A point must be noted that, in case if the crime in question is related to any offence specifically
mentioned under the Narcotic Drugs and Psychotropic Substances Act, 1985, the penalty may
be extended to a rigorous imprisonment of 10 years instead of 7 years.

Attachment, Adjudication & Confiscation

Attachment of property involved in money laundering (Section 5)

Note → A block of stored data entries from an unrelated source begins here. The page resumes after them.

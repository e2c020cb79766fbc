//! HTTP surface, exercised in-process through the router.

mod common;

use axum::body::Body;
use axum::http::{Request, StatusCode};
use axum::Router;
use common::*;
use eikon::api::{self, AppState, JobView};
use eikon::prelude::*;
use http_body_util::BodyExt;
use serde_json::{json, Value};
use std::time::Duration;
use tokio::sync::mpsc;
use tower::ServiceExt;

struct TestApp {
    harness: Harness<InMemoryJobStore>,
    router: Router,
    queue: mpsc::Receiver<JobId>,
}

fn app() -> TestApp {
    app_with(in_memory(ScriptedGateway::default()))
}

fn app_with(harness: Harness<InMemoryJobStore>) -> TestApp {
    let (sender, queue) = mpsc::channel(16);
    let state = AppState {
        scheduler: JobScheduler::new(
            harness.store.clone(),
            harness.admission.clone(),
            sender,
        ),
        correlator: harness.correlator.clone(),
        assets: harness.assets.clone(),
        upload_url_ttl: Duration::from_secs(600),
    };

    TestApp {
        router: api::router(state),
        harness,
        queue,
    }
}

async fn send(router: &Router, request: Request<Body>) -> (StatusCode, Value) {
    let response = router.clone().oneshot(request).await.unwrap();
    let status = response.status();
    let bytes = response.into_body().collect().await.unwrap().to_bytes();
    let body = serde_json::from_slice(&bytes).unwrap_or(Value::Null);
    (status, body)
}

fn post_json(uri: &str, body: Value) -> Request<Body> {
    Request::post(uri)
        .header("content-type", "application/json")
        .body(Body::from(body.to_string()))
        .unwrap()
}

fn get(uri: &str) -> Request<Body> {
    Request::get(uri).body(Body::empty()).unwrap()
}

#[tokio::test]
async fn test_health() {
    let app = app();
    let response = app.router.clone().oneshot(get("/health")).await.unwrap();
    assert_eq!(response.status(), StatusCode::OK);

    let bytes = response.into_body().collect().await.unwrap().to_bytes();
    assert_eq!(&bytes[..], b"OK");
}

#[tokio::test]
async fn test_submit_job_accepts_and_enqueues() {
    let mut app = app();

    let (status, body) = send(
        &app.router,
        post_json(
            "/jobs",
            json!({
                "owner_id": "user-1",
                "photo_key": "ptv/face.png",
                "script": "Hello there",
                "voice_key": "samples/voices/jeff.mp3",
                "mode": "experimental"
            }),
        ),
    )
    .await;

    assert_eq!(status, StatusCode::ACCEPTED);
    let view: JobView = serde_json::from_value(body).unwrap();
    assert_eq!(view.status, JobStatus::Queued);
    assert_eq!(view.mode, Mode::Experimental);
    assert_eq!(view.output_key, None);
    assert_eq!(app.queue.recv().await, Some(view.id));

    let (status, body) = send(&app.router, get(&format!("/jobs/{}", view.id))).await;
    assert_eq!(status, StatusCode::OK);
    assert_eq!(body["status"], "queued");
    assert_eq!(body["owner_id"], "user-1");
}

#[tokio::test]
async fn test_submit_rejects_two_driving_sources() {
    let app = app();

    let (status, body) = send(
        &app.router,
        post_json(
            "/jobs",
            json!({
                "owner_id": "user-1",
                "photo_key": "ptv/face.png",
                "script": "Hello",
                "audio_key": "ptv/voice.wav"
            }),
        ),
    )
    .await;

    assert_eq!(status, StatusCode::BAD_REQUEST);
    assert!(body["error"].is_string());
}

#[tokio::test]
async fn test_undecodable_body_gets_json_error() {
    let app = app();

    let request = Request::post("/jobs")
        .header("content-type", "application/json")
        .body(Body::from("{not json"))
        .unwrap();
    let (status, body) = send(&app.router, request).await;
    assert_eq!(status, StatusCode::BAD_REQUEST);
    assert!(body["error"].is_string());

    // Well-formed JSON missing a required field.
    let (status, body) = send(&app.router, post_json("/jobs", json!({"script": "Hi"}))).await;
    assert_eq!(status, StatusCode::BAD_REQUEST);
    assert!(body["error"].as_str().unwrap().contains("owner_id"));

    let (status, body) = send(&app.router, post_json("/uploads", json!({"file_name": 3}))).await;
    assert_eq!(status, StatusCode::BAD_REQUEST);
    assert!(body["error"].is_string());
}

#[tokio::test]
async fn test_unknown_job_is_not_found() {
    let app = app();
    let (status, _) = send(&app.router, get(&format!("/jobs/{}", uuid::Uuid::new_v4()))).await;
    assert_eq!(status, StatusCode::NOT_FOUND);
}

#[tokio::test]
async fn test_owner_jobs_are_listed_newest_first() {
    let app = app();
    let older = app.harness.insert(script_request("user-2")).await;
    tokio::time::sleep(Duration::from_millis(5)).await;
    let newer = app.harness.insert(script_request("user-2")).await;
    app.harness.insert(script_request("someone-else")).await;

    let (status, body) = send(&app.router, get("/owners/user-2/jobs")).await;
    assert_eq!(status, StatusCode::OK);

    let views: Vec<JobView> = serde_json::from_value(body).unwrap();
    let ids: Vec<JobId> = views.iter().map(|v| v.id).collect();
    assert_eq!(ids, vec![newer.id(), older.id()]);
}

#[tokio::test]
async fn test_upload_ticket() {
    let app = app();

    let (status, body) = send(
        &app.router,
        post_json(
            "/uploads",
            json!({"file_name": "Me.PNG", "content_type": "image/png", "purpose": "photo"}),
        ),
    )
    .await;

    assert_eq!(status, StatusCode::OK);
    let key = body["key"].as_str().unwrap();
    assert!(key.starts_with("ptv/"));
    assert!(key.ends_with(".png"));
    assert!(body["url"].as_str().unwrap().contains(key));

    let (status, _) = send(
        &app.router,
        post_json(
            "/uploads",
            json!({"file_name": "clip.wav", "content_type": " ", "purpose": "audio"}),
        ),
    )
    .await;
    assert_eq!(status, StatusCode::BAD_REQUEST);
}

// =============================================================================
// Webhook
// =============================================================================

fn webhook(payload: Vec<u8>) -> Request<Body> {
    Request::post("/webhooks/portrait-avatar")
        .header("content-type", "application/json")
        .body(Body::from(payload))
        .unwrap()
}

#[tokio::test]
async fn test_webhook_completes_submitted_job() {
    let app = app();
    let h = &app.harness;
    h.store.grant(&"user-3".into(), 1).await.unwrap();
    let job = h.insert(audio_request("user-3", Mode::Experimental)).await;
    h.engine.execute(job.id()).await.unwrap();

    let (status, body) = send(
        &app.router,
        webhook(finished_payload("h1", Some("https://cdn.example/v.mp4"))),
    )
    .await;

    assert_eq!(status, StatusCode::OK);
    assert_eq!(body["status"], "completed");
    assert_eq!(body["output_key"], "sieve/imported.mp4");
    assert_eq!(body["job_id"], job.id().to_string());

    let (status, body) = send(
        &app.router,
        webhook(finished_payload("h1", Some("https://cdn.example/v.mp4"))),
    )
    .await;
    assert_eq!(status, StatusCode::OK);
    assert_eq!(body["message"], "Already processed");
    assert_eq!(h.balance("user-3").await, 0);
}

#[tokio::test]
async fn test_webhook_rejects_unknown_handle() {
    let app = app();
    let (status, body) = send(
        &app.router,
        webhook(finished_payload("nobody", Some("https://cdn.example/v.mp4"))),
    )
    .await;

    assert_eq!(status, StatusCode::BAD_REQUEST);
    assert!(body["error"].as_str().unwrap().contains("nobody"));
}

#[tokio::test]
async fn test_webhook_rejects_malformed_envelope() {
    let app = app();
    let (status, _) = send(&app.router, webhook(b"{\"nope\": true}".to_vec())).await;
    assert_eq!(status, StatusCode::BAD_REQUEST);
}

#[tokio::test]
async fn test_webhook_without_url_fails_job_with_bad_request() {
    let app = app();
    let h = &app.harness;
    h.store.grant(&"user-4".into(), 1).await.unwrap();
    let job = h.insert(audio_request("user-4", Mode::Experimental)).await;
    h.engine.execute(job.id()).await.unwrap();

    let (status, _) = send(&app.router, webhook(finished_payload("h1", None))).await;
    assert_eq!(status, StatusCode::BAD_REQUEST);

    let (_, body) = send(&app.router, get(&format!("/jobs/{}", job.id()))).await;
    assert_eq!(body["status"], "failed");
    assert_eq!(body["failure"], "malformed_response");
}

#[tokio::test]
async fn test_webhook_import_failure_is_internal_error() {
    let app = app_with(Harness::new(
        InMemoryJobStore::new(),
        ScriptedGateway::default(),
        FakeAssets::failing_imports(),
    ));
    let h = &app.harness;
    h.store.grant(&"user-5".into(), 1).await.unwrap();
    let job = h.insert(audio_request("user-5", Mode::Experimental)).await;
    h.engine.execute(job.id()).await.unwrap();

    let (status, body) = send(
        &app.router,
        webhook(finished_payload("h1", Some("https://cdn.example/v.mp4"))),
    )
    .await;
    assert_eq!(status, StatusCode::INTERNAL_SERVER_ERROR);
    assert_eq!(body["error"], "internal server error");

    // The job is failed, not left processing, and nothing was charged.
    let (_, body) = send(&app.router, get(&format!("/jobs/{}", job.id()))).await;
    assert_eq!(body["status"], "failed");
    assert_eq!(body["failure"], "import_failed");
    assert_eq!(h.balance("user-5").await, 1);
}

#[tokio::test]
async fn test_duplicate_webhook_during_import_is_conflict() {
    let app = app_with(Harness::new(
        InMemoryJobStore::new(),
        ScriptedGateway::default(),
        FakeAssets::default().import_delay(Duration::from_millis(60)),
    ));
    let h = &app.harness;
    h.store.grant(&"user-6".into(), 1).await.unwrap();
    let job = h.insert(audio_request("user-6", Mode::Experimental)).await;
    h.engine.execute(job.id()).await.unwrap();

    let first = {
        let router = app.router.clone();
        tokio::spawn(async move {
            send(
                &router,
                webhook(finished_payload("h1", Some("https://cdn.example/v.mp4"))),
            )
            .await
        })
    };
    tokio::time::sleep(Duration::from_millis(20)).await;

    let (status, body) = send(
        &app.router,
        webhook(finished_payload("h1", Some("https://cdn.example/v.mp4"))),
    )
    .await;
    assert_eq!(status, StatusCode::CONFLICT);
    assert_eq!(body["message"], "Already being processed");

    let (status, body) = first.await.unwrap();
    assert_eq!(status, StatusCode::OK);
    assert_eq!(body["status"], "completed");
    assert_eq!(h.assets.imports(), 1);
    assert_eq!(h.balance("user-6").await, 0);
}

Section 2(v) of the PMLA defines the term ‘property’ as “any property or assets of every
description, whether corporeal or incorporeal, movable or immovable, tangible or intangible,
and includes deeds and instruments evidencing title to, or interest in, such property or assets,
wherever located”.

Further, Section 2(d) of the PMLA defines the term ‘attachment’ as “means prohibition of
transfer, conversion, disposition, or movement of property” by any direction given under the
provisions of the PML Act.”

A point must be noted that under Section 5 of the PMLA, the power of attachment has been
conceded to the director, the joint director, or any officer not below the rank of a deputy
director. The person in authority can attach property for up to 180 days, if there is a cause to
believe the property was obtained illegally or that the individual is in possession of proceeds
of crime and is charged with that crime, and proceeds of money are likely to be concealed or
transferred.

Further, such attachment must be executed in a manner prescribed under the Second Schedule
of the Income Tax Act, 1961. Moreover, the person in authority must record in writing the
reasons they believe the property was obtained through illegal means. The reason must be sent
in a sealed envelope to the adjudicating authority along with a copy of the attachment order.
After attachment, the adjudicating authority will receive the complaint, which should be filed
within 30 days.
Adjudicating authorities (Section 6)

Under Section 6 of the PMLA, the Central Government is entrusted with the authority to
appoint an adjudicating authority to exercise jurisdiction, powers and authority conferred

by or under this Act. An adjudicating authority must consist of a bench of:

1. A chairperson, and

2. Two other members, out of which one individual shall have experience in the field of
law, administration, finance or accountancy.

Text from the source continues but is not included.